In recent years American officials pushed to have Mr. Morales expelled
from Congress and indicted for the murder of four policemen in the
Chaparé region, his political base and a center of coca cultivation.
During last year's presidential campaign, the embassy suggested that Mr.
Morales's election would be viewed by the United States as a hostile act
and would provoke an end to aid to Bolivia.

"That has merely inflated Evo Morales even more and catapulted him into
the position he is in now," Dr. Gamarra said, that of a power broker
with the capacity to bring down the government. "He has used the coca
issue to construct a national movement, with the coca growers as his
praetorian guard."

The new government, political analysts and diplomats here said, is in a
bind. It may be difficult to keep Mr. Morales at bay if Mr. Mesa does
not declare a pause in the eradication effort, but such a move could
jeopardize Bolivia's international assistance.

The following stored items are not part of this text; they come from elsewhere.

//! Trend smoother: trailing means of new and returning visitors.
//!
//! The window counts observed rows, not calendar months: a venue that was
//! closed for a month simply has one row fewer. A row is emitted only once
//! its window is full.

use crate::{
    calendar::Month,
    classifier::ClassifiedMonth,
    types::VenueKey,
};
use serde::{Deserialize, Serialize};
use std::collections::VecDeque;

/// One row of the stats table.
#[derive(Debug, Clone, PartialEq, Serialize, Deserialize)]
pub struct TrendPoint {
    pub venue:           VenueKey,
    pub month:           Month,
    pub new:             u64,
    pub returning:       u64,
    pub repeat:          u64,
    pub new_12m_mean:    f64,
    pub return_12m_mean: f64,
}

/// `classified` must be sorted by (venue, month).
pub fn smooth(classified: &[ClassifiedMonth], window: usize) -> Vec<TrendPoint> {
    let mut out = Vec::new();
    if window == 0 {
        return out;
    }

    let mut current: Option<&VenueKey> = None;
    let mut trail: VecDeque<(u64, u64)> = VecDeque::with_capacity(window);
    let mut new_sum = 0u64;
    let mut rr_sum = 0u64;

    for cm in classified {
        if current != Some(&cm.venue) {
            current = Some(&cm.venue);
            trail.clear();
            new_sum = 0;
            rr_sum = 0;
        }

        let obs = (cm.new_count(), cm.return_repeat_count());
        trail.push_back(obs);
        new_sum += obs.0;
        rr_sum += obs.1;
        if trail.len() > window {
            if let Some((n, r)) = trail.pop_front() {
                new_sum -= n;
                rr_sum -= r;
            }
        }

        if trail.len() == window {
            out.push(TrendPoint {
                venue:           cm.venue.clone(),
                month:           cm.month,
                new:             cm.new_count(),
                returning:       cm.return_count(),
                repeat:          cm.repeat_count(),
                new_12m_mean:    new_sum as f64 / window as f64,
                return_12m_mean: rr_sum as f64 / window as f64,
            });
        }
    }

    out
}
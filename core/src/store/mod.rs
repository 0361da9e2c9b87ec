//! SQLite persistence layer.
//!
//! RULE: Only store/ talks to the database.
//! The engine calls store methods and never executes SQL directly.

use crate::{
    calendar::Month,
    config::RetentionConfig,
    engine::RunOutput,
    error::RetentionResult,
    event::EventLogEntry,
};
mod output;
use rusqlite::{params, types::Type, Connection, OptionalExtension};

pub struct RetentionStore {
    conn: Connection,
}

impl RetentionStore {
    pub fn open(path: &str) -> RetentionResult<Self> {
        let conn = Connection::open(path)?;
        // WAL mode only matters for real files; :memory: ignores it.
        let _ = conn.execute_batch("PRAGMA journal_mode=WAL;");
        conn.execute_batch("PRAGMA foreign_keys=ON;")?;
        Ok(Self { conn })
    }

    /// Open an in-memory database (used in tests).
    pub fn in_memory() -> RetentionResult<Self> {
        let conn = Connection::open_in_memory()?;
        conn.execute_batch("PRAGMA foreign_keys=ON;")?;
        Ok(Self { conn })
    }

    /// Apply all schema migrations in order.
    pub fn migrate(&self) -> RetentionResult<()> {
        self.conn
            .execute_batch(include_str!("../../../migrations/001_foundation.sql"))?;
        Ok(())
    }

    /// Persist a finished run: run row, event log and every output table,
    /// all in one transaction.
    pub fn save_run(
        &self,
        run_id: &str,
        config: &RetentionConfig,
        output: &RunOutput,
    ) -> RetentionResult<()> {
        let tx = self.conn.unchecked_transaction()?;

        self.insert_run(run_id, config)?;
        for (seq, event) in output.events.iter().enumerate() {
            self.append_event(&EventLogEntry {
                id:         None,
                run_id:     run_id.to_string(),
                seq:        seq as u64,
                event_type: event.type_name().to_string(),
                payload:    serde_json::to_string(event)?,
            })?;
        }
        self.save_classified(run_id, &output.classified)?;
        self.save_stats(run_id, &output.stats)?;
        self.save_conversion(run_id, &output.bucket_labels, &output.conversion)?;
        for snapshot in &output.snapshots {
            self.save_cohort_snapshot(run_id, snapshot)?;
        }

        tx.commit()?;
        log::debug!("store: run {run_id} persisted");
        Ok(())
    }

    // ── Run ────────────────────────────────────────────────────

    pub fn insert_run(&self, run_id: &str, config: &RetentionConfig) -> RetentionResult<()> {
        self.conn.execute(
            "INSERT INTO run (run_id, version, config_json, started_at) VALUES (?1, ?2, ?3, ?4)",
            params![
                run_id,
                env!("CARGO_PKG_VERSION"),
                serde_json::to_string(config)?,
                chrono::Utc::now().to_rfc3339(),
            ],
        )?;
        Ok(())
    }

    pub fn run_exists(&self, run_id: &str) -> RetentionResult<bool> {
        let found = self
            .conn
            .query_row(
                "SELECT 1 FROM run WHERE run_id = ?1",
                params![run_id],
                |_| Ok(()),
            )
            .optional()?;
        Ok(found.is_some())
    }

    pub fn run_config(&self, run_id: &str) -> RetentionResult<Option<RetentionConfig>> {
        let json: Option<String> = self
            .conn
            .query_row(
                "SELECT config_json FROM run WHERE run_id = ?1",
                params![run_id],
                |row| row.get(0),
            )
            .optional()?;
        Ok(json.map(|j| serde_json::from_str(&j)).transpose()?)
    }

    // ── Event log ──────────────────────────────────────────────

    pub fn append_event(&self, entry: &EventLogEntry) -> RetentionResult<()> {
        self.conn.execute(
            "INSERT INTO event_log (run_id, seq, event_type, payload)
             VALUES (?1, ?2, ?3, ?4)",
            params![entry.run_id, entry.seq as i64, entry.event_type, entry.payload],
        )?;
        Ok(())
    }

    pub fn events_for_run(&self, run_id: &str) -> RetentionResult<Vec<EventLogEntry>> {
        let mut stmt = self.conn.prepare(
            "SELECT id, run_id, seq, event_type, payload
             FROM event_log WHERE run_id = ?1
             ORDER BY seq ASC",
        )?;
        let entries = stmt
            .query_map(params![run_id], |row| {
                Ok(EventLogEntry {
                    id:         Some(row.get(0)?),
                    run_id:     row.get(1)?,
                    seq:        row.get::<_, i64>(2)? as u64,
                    event_type: row.get(3)?,
                    payload:    row.get(4)?,
                })
            })?
            .collect::<Result<Vec<_>, _>>()?;
        Ok(entries)
    }
}

/// Read a month column, surfacing bad text as a conversion error.
fn month_column(row: &rusqlite::Row<'_>, idx: usize) -> rusqlite::Result<Month> {
    let text: String = row.get(idx)?;
    text.parse()
        .map_err(|e| rusqlite::Error::FromSqlConversionFailure(idx, Type::Text, Box::new(e)))
}
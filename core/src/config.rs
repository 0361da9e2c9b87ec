use crate::error::{RetentionError, RetentionResult};
use serde::{Deserialize, Serialize};

pub const DEFAULT_SENTINEL: &str = "CASH";

/// Tunables for a retention run.
///
/// Loaded from a JSON file; any field left out takes its default.
#[derive(Debug, Clone, PartialEq, Serialize, Deserialize)]
#[serde(default)]
pub struct RetentionConfig {
    /// Placeholder id for unidentified payers. Never classified as
    /// return/repeat and never flagged non-returning.
    pub sentinel_user_id: String,
    /// A visit whose gap since the previous visit exceeds this many days
    /// marks the visitor as non-returning.
    pub non_return_threshold_days: i64,
    /// Right-inclusive upper edges of the latency buckets. The last bucket
    /// is open-ended, so there are `edges + 1` buckets in total.
    pub latency_bin_edges: Vec<i64>,
    /// Trailing observations per rolling mean; also the minimum required.
    pub rolling_window: usize,
    /// Keep a JSON copy of every venue's cohort map after each month.
    pub persist_cohort_snapshots: bool,
}

impl Default for RetentionConfig {
    fn default() -> Self {
        Self {
            sentinel_user_id:          DEFAULT_SENTINEL.into(),
            non_return_threshold_days: 365,
            latency_bin_edges:         vec![30, 60, 90, 180, 365],
            rolling_window:            12,
            persist_cohort_snapshots:  false,
        }
    }
}

impl RetentionConfig {
    /// Load from a JSON file. Missing fields fall back to defaults.
    /// In tests, use RetentionConfig::default().
    pub fn load(path: &str) -> anyhow::Result<Self> {
        let content = std::fs::read_to_string(path)
            .map_err(|e| anyhow::anyhow!("Cannot read {path}: {e}"))?;
        let config: RetentionConfig = serde_json::from_str(&content)?;
        config.validate()?;
        Ok(config)
    }

    pub fn validate(&self) -> RetentionResult<()> {
        if self.sentinel_user_id.trim().is_empty() {
            return Err(RetentionError::InvalidConfig(
                "sentinel_user_id must not be empty".into(),
            ));
        }
        if self.non_return_threshold_days <= 0 {
            return Err(RetentionError::InvalidConfig(format!(
                "non_return_threshold_days must be positive, got {}",
                self.non_return_threshold_days
            )));
        }
        if self.rolling_window == 0 {
            return Err(RetentionError::InvalidConfig(
                "rolling_window must be at least 1".into(),
            ));
        }
        if self.latency_bin_edges.windows(2).any(|w| w[0] >= w[1]) {
            return Err(RetentionError::InvalidConfig(format!(
                "latency_bin_edges must be strictly ascending, got {:?}",
                self.latency_bin_edges
            )));
        }
        Ok(())
    }

    pub fn is_sentinel(&self, user_id: &str) -> bool {
        user_id == self.sentinel_user_id
    }
}
//! Venue retention analytics.
//!
//! Batch pipeline from raw visit events to two tables: monthly
//! new / return / repeat counts with trailing means, and return-latency
//! histograms. See `engine` for the stage order.

pub mod calendar;
pub mod classifier;
pub mod cohort_accumulator;
pub mod config;
pub mod conversion_analyzer;
pub mod engine;
pub mod error;
pub mod event;
pub mod gap_tracker;
pub mod ingest;
pub mod monthly_aggregator;
pub mod report;
pub mod rng;
pub mod store;
pub mod synthetic;
pub mod trend_smoother;
pub mod types;
pub mod visit;

pub use calendar::Month;
pub use config::RetentionConfig;
pub use engine::{compute, RetentionEngine, RunOutput};
pub use error::{RetentionError, RetentionResult};
pub use types::VenueKey;
pub use visit::VisitEvent;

In an interview here on Monday, Dionisio Núñez, a coca grower, member of
Congressional and key ally of Mr. Morales, said that their party, the
Movement Toward Socialism, intended to demand that the new government
modify the laws against coca cultivation, whether the United States
likes it or not.

For starters, he said, the opposition wants a recalculation of the areas
in which growing coca is legal, as well as an expansion of the places
where it is legal to sell coca leaves.

"A new president can't return to a policy of repression and
militarization" to combat drugs, Mr. Núñez warned. "There has to be a
change, to a policy that is truly Bolivian, not one that is imposed by
foreigners with the pretext that eradication will put an end to
narcotics trafficking."

Despite Mr. Sánchez de Lozada's fall, the Bush administration seems
committed to continuing the policy, with a modest budget in Bolivia.

"We think on balance that our policies and our emphasis on alternative
development, together with Bolivian participation and their own policies
regarding drugs, have been positive things for Bolivia," Ambassador
Greenlee said. "We don't think it is a problem."